Il piano era grandioso; entrare nella Banca Nazionale di Spagna e fondere la riserva d’oro del paese; era un'opera d'arte, era un capolavoro di ingegneria, ma era incompleto. Avrebbe avuto bisogno di più tempo per pensare ad un finale per la sua composizione e perfezionare ogni singolo dettaglio del colpo; avrebbe avuto bisogno di chiudersi in quel monastero con la sua musa e continuare a lavorare incessantemente fino a che, lo sapeva, non avesse trovato la soluzione. Sarebbe stata magnifica, meravigliosa come il piano stesso. Ma il tempo, inesorabile, era proprio quello che aveva scoperto di non avere.

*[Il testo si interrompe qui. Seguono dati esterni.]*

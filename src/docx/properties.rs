use serde::Serialize;

use super::{Document, WML_NS};
use crate::model::{Block, Paragraph, Table};

const CORE_PART: &str = "docProps/core.xml";
const CP_NS: &str = "http://schemas.openxmlformats.org/package/2006/metadata/core-properties";
const DC_NS: &str = "http://purl.org/dc/elements/1.1/";
const DCTERMS_NS: &str = "http://purl.org/dc/terms/";

const PARAGRAPH_PREVIEW_CHARS: usize = 100;
const CELL_PREVIEW_CHARS: usize = 20;
const TABLE_PREVIEW_SIZE: usize = 3;

#[derive(Clone, Debug, Default, Serialize)]
pub struct DocumentProperties {
    pub title: String,
    pub author: String,
    pub subject: String,
    pub keywords: String,
    pub created: String,
    pub modified: String,
    pub last_modified_by: String,
    pub revision: u32,
    /// Number of sections; Word does not store a page count in the body.
    pub page_count: usize,
    pub word_count: usize,
    pub paragraph_count: usize,
    pub table_count: usize,
}

fn top_level_paragraphs(doc: &Document) -> Vec<Paragraph> {
    doc.blocks()
        .into_iter()
        .filter_map(|b| match b {
            Block::Paragraph(p) => Some(p),
            Block::Table(_) => None,
        })
        .collect()
}

pub fn properties(doc: &Document) -> DocumentProperties {
    let mut props = DocumentProperties::default();

    if let Some(xml_content) = doc.package().part_text(CORE_PART) {
        match roxmltree::Document::parse(&xml_content) {
            Ok(xml) => {
                for node in xml.root_element().children().filter(|n| n.is_element()) {
                    let value = node.text().unwrap_or("").trim().to_string();
                    let tag = node.tag_name();
                    match (tag.namespace(), tag.name()) {
                        (Some(DC_NS), "title") => props.title = value,
                        (Some(DC_NS), "creator") => props.author = value,
                        (Some(DC_NS), "subject") => props.subject = value,
                        (Some(CP_NS), "keywords") => props.keywords = value,
                        (Some(DCTERMS_NS), "created") => props.created = value,
                        (Some(DCTERMS_NS), "modified") => props.modified = value,
                        (Some(CP_NS), "lastModifiedBy") => props.last_modified_by = value,
                        (Some(CP_NS), "revision") => props.revision = value.parse().unwrap_or(0),
                        _ => {}
                    }
                }
            }
            Err(e) => log::warn!("Could not parse {CORE_PART}: {e}"),
        }
    }

    let tree = doc.tree();
    // One w:sectPr per section: the body's own plus one per section break.
    props.page_count = tree
        .descendants(doc.body())
        .into_iter()
        .filter(|&n| tree.is(n, WML_NS, "sectPr"))
        .count()
        .max(1);
    let paragraphs = top_level_paragraphs(doc);
    props.paragraph_count = paragraphs.len();
    props.word_count = paragraphs
        .iter()
        .map(|p| p.text(tree).split_whitespace().count())
        .sum();
    props.table_count = doc.tables().len();
    props
}

/// All paragraph text in document order, table cells included, one
/// paragraph per line.
pub fn extract_text(doc: &Document) -> String {
    let tree = doc.tree();
    doc.paragraphs()
        .into_iter()
        .map(|p| p.text(tree))
        .collect::<Vec<_>>()
        .join("\n")
}

#[derive(Clone, Debug, Serialize)]
pub struct ParagraphSummary {
    pub index: usize,
    pub text: String,
    pub style: String,
}

#[derive(Clone, Debug, Serialize)]
pub struct TableSummary {
    pub index: usize,
    pub rows: usize,
    pub columns: usize,
    pub preview: Vec<Vec<String>>,
}

#[derive(Clone, Debug, Serialize)]
pub struct Structure {
    pub paragraphs: Vec<ParagraphSummary>,
    pub tables: Vec<TableSummary>,
}

fn shorten(text: &str, max_chars: usize) -> String {
    if text.chars().count() > max_chars {
        let mut cut: String = text.chars().take(max_chars).collect();
        cut.push_str("...");
        cut
    } else {
        text.to_string()
    }
}

fn summarize_table(doc: &Document, index: usize, table: Table) -> TableSummary {
    let tree = doc.tree();
    let rows = table.rows(tree);
    let columns = table.column_count(tree);
    let preview = rows
        .iter()
        .take(TABLE_PREVIEW_SIZE)
        .map(|row| {
            let cells = row.cells(tree);
            (0..columns.min(TABLE_PREVIEW_SIZE))
                .map(|col| match cells.get(col) {
                    Some(cell) => shorten(&cell.text(tree), CELL_PREVIEW_CHARS),
                    None => "N/A".to_string(),
                })
                .collect()
        })
        .collect();
    TableSummary {
        index,
        rows: rows.len(),
        columns,
        preview,
    }
}

/// Outline of the body: top-level paragraphs with a short preview and their
/// style, and top-level tables with a corner of their content.
pub fn structure(doc: &Document) -> Structure {
    let tree = doc.tree();
    let paragraphs = top_level_paragraphs(doc)
        .into_iter()
        .enumerate()
        .map(|(index, p)| ParagraphSummary {
            index,
            text: shorten(&p.text(tree), PARAGRAPH_PREVIEW_CHARS),
            style: doc
                .paragraph_style_name(p)
                .unwrap_or_else(|| "Normal".to_string()),
        })
        .collect();
    let tables = doc
        .tables()
        .into_iter()
        .enumerate()
        .map(|(index, t)| summarize_table(doc, index, t))
        .collect();
    Structure { paragraphs, tables }
}
/// Half-open `[start, end)` char range of one occurrence in a paragraph's
/// flattened text.
#[derive(Clone, Copy, Debug, PartialEq, Eq)]
pub struct MatchSpan {
    pub start: usize,
    pub end: usize,
}

impl MatchSpan {
    pub fn len(&self) -> usize {
        self.end - self.start
    }

    pub fn is_empty(&self) -> bool {
        self.start == self.end
    }
}

/// Every occurrence of `needle` in `haystack`, left to right, in char offsets.
///
/// Scanning resumes one character after each hit rather than after the whole
/// match, so overlapping occurrences (`"aa"` in `"aaaa"` at 0, 1 and 2) are all
/// reported. Callers apply them right to left against the live paragraph.
pub fn find_all(haystack: &str, needle: &str) -> Vec<MatchSpan> {
    if needle.is_empty() {
        return Vec::new();
    }
    let needle_len = needle.chars().count();
    let mut matches = Vec::new();
    let mut from = 0; // byte offset
    let mut chars_before = 0; // chars in haystack[..from]
    while let Some(rel) = haystack[from..].find(needle) {
        let pos = from + rel;
        let start = chars_before + haystack[from..pos].chars().count();
        matches.push(MatchSpan {
            start,
            end: start + needle_len,
        });
        let step = haystack[pos..].chars().next().map_or(1, char::len_utf8);
        from = pos + step;
        chars_before = start + 1;
    }
    matches
}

Andrés gli aveva parlato della sua diagnosi una sera. Erano insieme dal primo pomeriggio, dopo che l’altro era rientrato da una gita fuori porta con Tatiana. Era stanca dopo il viaggio, aveva detto, per cui lui sarebbe rimasto lì fino al mattino seguente per permetterle di riposarsi. Sebbene Martín avesse trovato peculiare la motivazione, aveva in ogni caso approfittato della sua presenza per illustrargli la soluzione ad un problema minore che avevano incontrato nei giorni precedenti. Ed erano rimasti seduti fianco a fianco al tavolo in quella che era diventato il loro angolo di stanza preferito; davanti avevano tutti i fogli che illustravano il loro piano, mentre il sole scendeva lentamente dietro le colline toscane che si vedevano in lontananza incorniciate dallo stipite della finestra. Si fermarono di tacito accordo per ammirare il tramonto. Era stata una limpida giornata di primavera italiana, si vedeva solo qualche nuvola candida ora tinta di rosa a macchiare la volta celeste.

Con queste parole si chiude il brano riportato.